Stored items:
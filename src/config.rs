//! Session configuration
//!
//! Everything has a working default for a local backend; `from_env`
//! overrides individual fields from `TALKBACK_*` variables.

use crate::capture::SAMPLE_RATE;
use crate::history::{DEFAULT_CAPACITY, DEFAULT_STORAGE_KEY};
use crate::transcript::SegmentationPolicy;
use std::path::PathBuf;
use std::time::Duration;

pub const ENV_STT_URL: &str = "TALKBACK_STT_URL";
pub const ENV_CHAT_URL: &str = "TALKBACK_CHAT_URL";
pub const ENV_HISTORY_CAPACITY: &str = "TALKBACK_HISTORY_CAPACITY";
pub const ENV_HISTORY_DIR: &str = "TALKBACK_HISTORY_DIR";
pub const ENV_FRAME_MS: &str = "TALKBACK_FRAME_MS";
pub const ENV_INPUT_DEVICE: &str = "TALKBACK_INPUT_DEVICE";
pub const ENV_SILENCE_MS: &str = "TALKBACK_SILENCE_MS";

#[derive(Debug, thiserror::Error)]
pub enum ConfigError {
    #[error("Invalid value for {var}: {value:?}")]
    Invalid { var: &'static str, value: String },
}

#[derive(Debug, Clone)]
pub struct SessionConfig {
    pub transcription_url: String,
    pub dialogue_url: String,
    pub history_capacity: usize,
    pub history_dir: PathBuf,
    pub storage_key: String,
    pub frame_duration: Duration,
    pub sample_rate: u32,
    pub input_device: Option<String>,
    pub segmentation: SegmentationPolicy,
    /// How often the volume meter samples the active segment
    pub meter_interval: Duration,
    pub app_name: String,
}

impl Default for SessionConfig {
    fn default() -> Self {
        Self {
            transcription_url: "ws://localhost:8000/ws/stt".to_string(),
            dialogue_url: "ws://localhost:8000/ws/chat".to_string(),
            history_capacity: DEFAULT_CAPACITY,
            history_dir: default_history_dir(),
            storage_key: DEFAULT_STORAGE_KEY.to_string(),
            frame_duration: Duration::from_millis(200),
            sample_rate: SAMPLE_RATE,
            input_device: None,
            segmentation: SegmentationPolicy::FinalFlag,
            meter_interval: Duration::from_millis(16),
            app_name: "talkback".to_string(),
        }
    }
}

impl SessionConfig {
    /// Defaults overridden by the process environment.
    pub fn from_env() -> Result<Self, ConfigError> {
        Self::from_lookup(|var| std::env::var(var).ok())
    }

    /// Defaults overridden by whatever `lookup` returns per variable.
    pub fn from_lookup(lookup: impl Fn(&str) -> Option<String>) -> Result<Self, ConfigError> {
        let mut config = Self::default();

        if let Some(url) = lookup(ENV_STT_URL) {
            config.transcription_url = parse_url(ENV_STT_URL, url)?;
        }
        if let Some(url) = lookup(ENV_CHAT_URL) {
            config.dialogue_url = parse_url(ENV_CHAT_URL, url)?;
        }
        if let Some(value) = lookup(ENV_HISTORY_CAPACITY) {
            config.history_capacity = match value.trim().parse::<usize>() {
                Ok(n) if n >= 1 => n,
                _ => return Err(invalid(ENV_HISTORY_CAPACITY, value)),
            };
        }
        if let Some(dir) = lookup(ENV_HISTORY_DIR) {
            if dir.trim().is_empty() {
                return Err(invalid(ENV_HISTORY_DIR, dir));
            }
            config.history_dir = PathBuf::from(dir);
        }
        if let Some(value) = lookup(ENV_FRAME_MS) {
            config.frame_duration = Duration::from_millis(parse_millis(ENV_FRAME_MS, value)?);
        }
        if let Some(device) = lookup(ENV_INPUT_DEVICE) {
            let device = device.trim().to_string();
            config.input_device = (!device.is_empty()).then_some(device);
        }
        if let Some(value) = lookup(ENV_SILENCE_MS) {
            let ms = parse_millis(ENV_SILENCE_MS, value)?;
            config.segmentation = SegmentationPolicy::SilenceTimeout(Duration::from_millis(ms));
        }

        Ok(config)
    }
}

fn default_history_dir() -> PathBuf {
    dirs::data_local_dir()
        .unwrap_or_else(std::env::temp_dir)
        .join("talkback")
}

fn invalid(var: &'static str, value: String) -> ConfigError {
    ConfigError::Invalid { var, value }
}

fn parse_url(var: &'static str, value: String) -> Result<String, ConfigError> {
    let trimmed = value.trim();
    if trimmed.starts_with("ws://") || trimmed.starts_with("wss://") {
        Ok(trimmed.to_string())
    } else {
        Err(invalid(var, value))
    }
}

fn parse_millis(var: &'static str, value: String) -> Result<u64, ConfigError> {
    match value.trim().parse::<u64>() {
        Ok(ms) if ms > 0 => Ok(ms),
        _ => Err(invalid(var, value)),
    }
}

--

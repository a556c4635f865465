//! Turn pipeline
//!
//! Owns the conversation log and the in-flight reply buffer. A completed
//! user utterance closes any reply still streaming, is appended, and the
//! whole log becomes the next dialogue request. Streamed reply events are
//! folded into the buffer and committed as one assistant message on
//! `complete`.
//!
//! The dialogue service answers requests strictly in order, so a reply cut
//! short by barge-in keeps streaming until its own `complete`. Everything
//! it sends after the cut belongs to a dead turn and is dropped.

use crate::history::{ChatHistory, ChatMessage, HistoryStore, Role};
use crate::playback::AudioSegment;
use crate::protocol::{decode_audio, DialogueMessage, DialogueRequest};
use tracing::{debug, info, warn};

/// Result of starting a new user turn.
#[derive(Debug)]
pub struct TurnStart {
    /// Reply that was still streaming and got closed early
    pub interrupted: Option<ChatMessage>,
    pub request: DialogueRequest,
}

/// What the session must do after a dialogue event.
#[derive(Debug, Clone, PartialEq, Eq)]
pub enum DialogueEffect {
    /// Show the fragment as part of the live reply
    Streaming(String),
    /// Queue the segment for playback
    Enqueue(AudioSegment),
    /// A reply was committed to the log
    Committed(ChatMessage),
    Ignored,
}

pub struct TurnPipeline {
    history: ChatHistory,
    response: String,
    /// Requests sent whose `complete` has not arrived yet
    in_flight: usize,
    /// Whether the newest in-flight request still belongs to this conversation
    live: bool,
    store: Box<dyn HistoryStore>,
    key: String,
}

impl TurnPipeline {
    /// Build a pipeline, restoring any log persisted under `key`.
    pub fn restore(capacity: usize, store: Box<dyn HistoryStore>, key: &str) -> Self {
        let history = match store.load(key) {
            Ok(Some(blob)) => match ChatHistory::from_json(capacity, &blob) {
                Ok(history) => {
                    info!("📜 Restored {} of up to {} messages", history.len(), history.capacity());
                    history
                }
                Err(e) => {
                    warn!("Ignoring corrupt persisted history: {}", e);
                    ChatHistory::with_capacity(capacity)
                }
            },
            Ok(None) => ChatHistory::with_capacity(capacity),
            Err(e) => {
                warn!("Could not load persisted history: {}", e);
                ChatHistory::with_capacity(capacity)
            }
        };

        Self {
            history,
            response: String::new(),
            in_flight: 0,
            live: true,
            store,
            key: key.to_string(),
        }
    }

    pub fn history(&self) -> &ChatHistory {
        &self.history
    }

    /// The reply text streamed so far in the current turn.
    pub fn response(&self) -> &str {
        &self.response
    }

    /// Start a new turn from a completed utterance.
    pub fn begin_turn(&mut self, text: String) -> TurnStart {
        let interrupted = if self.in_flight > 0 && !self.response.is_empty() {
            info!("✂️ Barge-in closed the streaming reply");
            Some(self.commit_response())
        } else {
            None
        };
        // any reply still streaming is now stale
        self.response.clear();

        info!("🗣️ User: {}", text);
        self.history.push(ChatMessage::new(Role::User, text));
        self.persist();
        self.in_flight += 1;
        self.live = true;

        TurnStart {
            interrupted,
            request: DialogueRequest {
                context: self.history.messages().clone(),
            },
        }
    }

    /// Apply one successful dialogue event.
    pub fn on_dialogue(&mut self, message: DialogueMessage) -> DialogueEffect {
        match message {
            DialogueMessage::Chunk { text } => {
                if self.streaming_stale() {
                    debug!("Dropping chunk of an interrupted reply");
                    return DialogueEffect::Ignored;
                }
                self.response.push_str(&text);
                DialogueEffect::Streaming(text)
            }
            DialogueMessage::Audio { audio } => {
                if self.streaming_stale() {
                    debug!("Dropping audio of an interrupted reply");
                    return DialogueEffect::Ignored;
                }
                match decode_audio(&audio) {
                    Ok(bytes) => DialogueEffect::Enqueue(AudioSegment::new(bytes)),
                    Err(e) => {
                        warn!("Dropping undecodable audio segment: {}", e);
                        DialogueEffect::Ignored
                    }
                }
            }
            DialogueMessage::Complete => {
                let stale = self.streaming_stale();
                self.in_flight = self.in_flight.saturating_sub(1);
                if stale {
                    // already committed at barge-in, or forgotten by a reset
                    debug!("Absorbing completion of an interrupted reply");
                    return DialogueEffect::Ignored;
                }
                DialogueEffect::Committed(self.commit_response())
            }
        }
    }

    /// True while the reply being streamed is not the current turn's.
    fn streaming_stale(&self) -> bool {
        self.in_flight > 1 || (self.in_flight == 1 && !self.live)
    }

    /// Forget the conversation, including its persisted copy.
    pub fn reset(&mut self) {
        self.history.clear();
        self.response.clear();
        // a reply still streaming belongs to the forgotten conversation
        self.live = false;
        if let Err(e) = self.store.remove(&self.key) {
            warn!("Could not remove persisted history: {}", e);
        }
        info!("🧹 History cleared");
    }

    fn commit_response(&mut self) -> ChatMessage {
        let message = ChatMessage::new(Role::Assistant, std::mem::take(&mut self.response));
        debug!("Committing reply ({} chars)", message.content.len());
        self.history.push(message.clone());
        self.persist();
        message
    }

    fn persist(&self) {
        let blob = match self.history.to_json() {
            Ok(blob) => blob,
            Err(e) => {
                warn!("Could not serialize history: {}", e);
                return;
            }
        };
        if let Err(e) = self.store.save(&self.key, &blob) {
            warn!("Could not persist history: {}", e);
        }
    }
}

» Exercise goal:
Out of the entries above, write out only the lines between the line holding "use std::time::Duration;" and the line holding "pub const ENV_HISTORY_DIR: &str", inclusive, each exactly as given.

» Output of the exercise:
use std::time::Duration;

pub const ENV_STT_URL: &str = "TALKBACK_STT_URL";
pub const ENV_CHAT_URL: &str = "TALKBACK_CHAT_URL";
pub const ENV_HISTORY_CAPACITY: &str = "TALKBACK_HISTORY_CAPACITY";
pub const ENV_HISTORY_DIR: &str = "TALKBACK_HISTORY_DIR";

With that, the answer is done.